Demora processual não basta, decide Câmara ao negar liberdade

Campo Grande/MS, 26 de março de 2026.

Por redação.

Câmara nega habeas corpus e mantém prisão preventiva diante de complexidade do caso;

A 1ª Câmara Criminal negou pedido de habeas corpus impetrado em favor de D.S.P., mantendo a prisão preventiva mesmo diante da alegação de excesso de prazo para oferecimento da denúncia.

A defesa sustentava que o paciente estaria preso há mais de 30 dias sem que o Ministério Público apresentasse denúncia, o que configuraria constrangimento ilegal. No entanto, o colegiado afastou a tese ao entender que a análise do prazo não pode ser feita de forma meramente aritmética, devendo considerar as particularidades do caso concreto.

Conforme consta no acórdão, a prisão preventiva havia sido recentemente restabelecida pelo próprio Tribunal em ação cautelar, após reversão de decisão que anteriormente concedera liberdade provisória. Para o relator, essa circunstância reforça a validade atual da custódia, afastando, por ora, qualquer ilegalidade.

O processo também enfrenta entraves decorrentes de possível alteração de competência, diante de indícios de crime doloso contra a vida, o que levou o Ministério Público a requerer o declínio do feito. Desde então, os autos permanecem conclusos para decisão no juízo de origem, o que contribuiu para a desaceleração do andamento.

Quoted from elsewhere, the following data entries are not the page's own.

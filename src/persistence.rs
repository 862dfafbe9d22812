// Copyright (c) 2025 nnsearch Contributors
// Licensed under the nnsearch License. See LICENSE file for details.

//! Index files.
//!
//! An index file stores the search structure only; the points are never
//! written and must be supplied again at load time.
//!
//! ```text
//! ┌───────┬─────────┬─────┬─────┬──────┬─────────────┬──────────────┬─────────┐
//! │ NNIX  │ version │ tag │ dim │ rows │ payload_len │ payload      │ CRC32   │
//! │ 4 B   │ u16 LE  │ u8  │ u64 │ u64  │ u64 LE      │ bincode      │ u32 LE  │
//! └───────┴─────────┴─────┴─────┴──────┴─────────────┴──────────────┴─────────┘
//! ```
//!
//! The payload holds the parameters, the structure and any autotuning
//! summary. Files are written to a sibling `.tmp` path and renamed into
//! place, so a crash never leaves a half-written index under the final name.

use std::fs::{self, File};
use std::io::{ErrorKind, Read, Write};
use std::path::{Path, PathBuf};

use serde::{Deserialize, Serialize};
use tracing::info;

use crate::dataset::Dataset;
use crate::error::{AnnError, Result};
use crate::index::{Index, Structure, TuningSummary};
use crate::params::{IndexFamily, IndexParams};

/// Magic bytes opening every index file.
const MAGIC: &[u8; 4] = b"NNIX";

/// Current index file format version.
pub const FORMAT_VERSION: u16 = 1;

const HEADER_LEN: usize = 4 + 2 + 1 + 8 + 8 + 8;
const FOOTER_LEN: usize = 4;

/// Fixed-size header of an index file.
#[derive(Debug, Clone, Copy, PartialEq, Eq)]
pub struct IndexHeader {
    /// File format version.
    pub version: u16,
    /// Family of the stored structure.
    pub family: IndexFamily,
    /// Point dimension the index was built for.
    pub dim: usize,
    /// Number of points the index was built over.
    pub rows: usize,
    /// Length of the encoded payload in bytes.
    pub payload_len: u64,
}

#[derive(Serialize)]
struct PayloadRef<'a> {
    params: &'a IndexParams,
    structure: &'a Structure,
    tuning: Option<&'a TuningSummary>,
}

#[derive(Deserialize)]
struct Payload {
    params: IndexParams,
    structure: Structure,
    tuning: Option<TuningSummary>,
}

/// Write `index` to `path`, replacing any existing file atomically.
///
/// # Errors
///
/// [`AnnError::Io`] on any filesystem failure; no partial file is left at `path`.
pub fn save(index: &Index, path: impl AsRef<Path>) -> Result<()> {
    let path = path.as_ref();
    let payload = bincode::serialize(&PayloadRef {
        params: index.params(),
        structure: index.structure(),
        tuning: index.tuning(),
    })?;

    let mut bytes = Vec::with_capacity(HEADER_LEN + payload.len() + FOOTER_LEN);
    bytes.extend_from_slice(MAGIC);
    bytes.extend_from_slice(&FORMAT_VERSION.to_le_bytes());
    bytes.push(index.family().tag());
    bytes.extend_from_slice(&(index.dim() as u64).to_le_bytes());
    bytes.extend_from_slice(&(index.rows() as u64).to_le_bytes());
    bytes.extend_from_slice(&(payload.len() as u64).to_le_bytes());
    bytes.extend_from_slice(&payload);
    bytes.extend_from_slice(&crc32fast::hash(&payload).to_le_bytes());

    write_atomic(path, &bytes)?;
    info!(
        path = %path.display(),
        family = %index.family(),
        bytes = bytes.len(),
        "index saved"
    );
    Ok(())
}

fn tmp_path(path: &Path) -> PathBuf {
    let mut tmp = path.as_os_str().to_owned();
    tmp.push(".tmp");
    PathBuf::from(tmp)
}

fn write_atomic(path: &Path, bytes: &[u8]) -> Result<()> {
    let tmp = tmp_path(path);
    let written = File::create(&tmp).and_then(|mut file| {
        file.write_all(bytes)?;
        file.sync_all()
    });
    let renamed = written.and_then(|()| fs::rename(&tmp, path));
    if let Err(e) = renamed {
        let _ = fs::remove_file(&tmp);
        return Err(e.into());
    }
    Ok(())
}

/// Read only the header of an index file.
pub fn inspect(path: impl AsRef<Path>) -> Result<IndexHeader> {
    let mut file = File::open(path.as_ref())?;
    let mut header = [0u8; HEADER_LEN];
    file.read_exact(&mut header).map_err(|e| match e.kind() {
        ErrorKind::UnexpectedEof => AnnError::CorruptIndexFile("truncated header".to_string()),
        _ => AnnError::Io(e),
    })?;
    parse_header(&header)
}

/// Load an index of any family over `dataset`.
///
/// `dataset` must be the data the index was built over: same dimension and
/// row count, rows in the same order.
///
/// # Errors
///
/// - [`AnnError::CorruptIndexFile`] for a malformed, truncated or inconsistent file
/// - [`AnnError::DimensionMismatch`] if `dataset.cols()` differs from the stored dimension
/// - [`AnnError::RowCountMismatch`] if `dataset.rows()` differs from the stored row count
/// - [`AnnError::Io`] on filesystem failure
pub fn load(path: impl AsRef<Path>, dataset: &Dataset) -> Result<Index> {
    load_checked(path.as_ref(), dataset, None)
}

/// Like [`load`], but fails with [`AnnError::FamilyMismatch`] unless the
/// file holds a `family` index.
pub fn load_as(path: impl AsRef<Path>, dataset: &Dataset, family: IndexFamily) -> Result<Index> {
    load_checked(path.as_ref(), dataset, Some(family))
}

fn load_checked(path: &Path, dataset: &Dataset, expected: Option<IndexFamily>) -> Result<Index> {
    let bytes = fs::read(path)?;
    let header = parse_header(&bytes)?;

    if let Some(expected) = expected {
        if header.family != expected {
            return Err(AnnError::FamilyMismatch {
                expected,
                found: header.family,
            });
        }
    }

    let payload_len = usize::try_from(header.payload_len)
        .map_err(|_| AnnError::CorruptIndexFile("payload length overflows".to_string()))?;
    let body = &bytes[HEADER_LEN..];
    let expected_len = payload_len
        .checked_add(FOOTER_LEN)
        .ok_or_else(|| AnnError::CorruptIndexFile("payload length overflows".to_string()))?;
    if body.len() < expected_len {
        return Err(AnnError::CorruptIndexFile(format!(
            "truncated: {} payload bytes expected, {} present",
            expected_len,
            body.len()
        )));
    }
    if body.len() > expected_len {
        return Err(AnnError::CorruptIndexFile(format!(
            "{} trailing bytes after footer",
            body.len() - expected_len
        )));
    }

    let (payload, footer) = body.split_at(payload_len);
    let stored_crc = u32::from_le_bytes([footer[0], footer[1], footer[2], footer[3]]);
    if crc32fast::hash(payload) != stored_crc {
        return Err(AnnError::CorruptIndexFile("checksum mismatch".to_string()));
    }

    if header.dim != dataset.cols() {
        return Err(AnnError::DimensionMismatch {
            expected: header.dim,
            got: dataset.cols(),
        });
    }
    if header.rows != dataset.rows() {
        return Err(AnnError::RowCountMismatch {
            expected: header.rows,
            got: dataset.rows(),
        });
    }

    let payload: Payload = bincode::deserialize(payload)
        .map_err(|e| AnnError::CorruptIndexFile(format!("undecodable payload: {}", e)))?;
    if payload.structure.family() != header.family || payload.params.family() != header.family {
        return Err(AnnError::CorruptIndexFile(format!(
            "header says {}, payload holds {} built with {} parameters",
            header.family,
            payload.structure.family(),
            payload.params.family()
        )));
    }
    payload.params.validate().map_err(|e| {
        AnnError::CorruptIndexFile(format!("stored parameters are invalid: {}", e))
    })?;
    payload.structure.validate(dataset.rows(), dataset.cols())?;

    info!(
        path = %path.display(),
        family = %header.family,
        rows = header.rows,
        dim = header.dim,
        "index loaded"
    );
    Ok(Index::from_parts(
        dataset.clone(),
        payload.params,
        payload.structure,
        payload.tuning,
    ))
}

fn parse_header(bytes: &[u8]) -> Result<IndexHeader> {
    if bytes.len() < HEADER_LEN {
        return Err(AnnError::CorruptIndexFile(format!(
            "truncated header: {} of {} bytes",
            bytes.len(),
            HEADER_LEN
        )));
    }
    if &bytes[0..4] != MAGIC {
        return Err(AnnError::CorruptIndexFile(
            "invalid magic bytes - not an index file".to_string(),
        ));
    }

    let version = u16::from_le_bytes([bytes[4], bytes[5]]);
    if version != FORMAT_VERSION {
        return Err(AnnError::CorruptIndexFile(format!(
            "unsupported version: {} (expected {})",
            version, FORMAT_VERSION
        )));
    }

    let family = match IndexFamily::from_tag(bytes[6]) {
        Some(IndexFamily::Autotuned) | None => {
            return Err(AnnError::CorruptIndexFile(format!(
                "invalid family tag: {}",
                bytes[6]
            )))
        }
        Some(family) => family,
    };

    let read_u64 = |at: usize| {
        let mut raw = [0u8; 8];
        raw.copy_from_slice(&bytes[at..at + 8]);
        u64::from_le_bytes(raw)
    };
    let to_usize = |v: u64| {
        usize::try_from(v).map_err(|_| AnnError::CorruptIndexFile(format!("{} overflows usize", v)))
    };

    Ok(IndexHeader {
        version,
        family,
        dim: to_usize(read_u64(7))?,
        rows: to_usize(read_u64(15))?,
        payload_len: read_u64(23),
    })
}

Apesar de reconhecer a demora, a Câmara entendeu que o caso envolve complexidade suficiente para justificar a dilação do prazo, destacando que a simples contagem de dias não é suficiente para caracterizar excesso ilegal. O colegiado ainda alertou para o risco de um “ciclo de solturas e prisões” caso decisões recentes sobre a custódia fossem esvaziadas apenas pelo decurso do tempo.

Ao final, o habeas corpus foi negado, mas o Tribunal determinou, de ofício, que o juízo de origem decida, no prazo de 48 horas, sobre o pedido de declínio de competência e dê andamento ao processo, reforçando a necessidade de maior celeridade na condução do caso.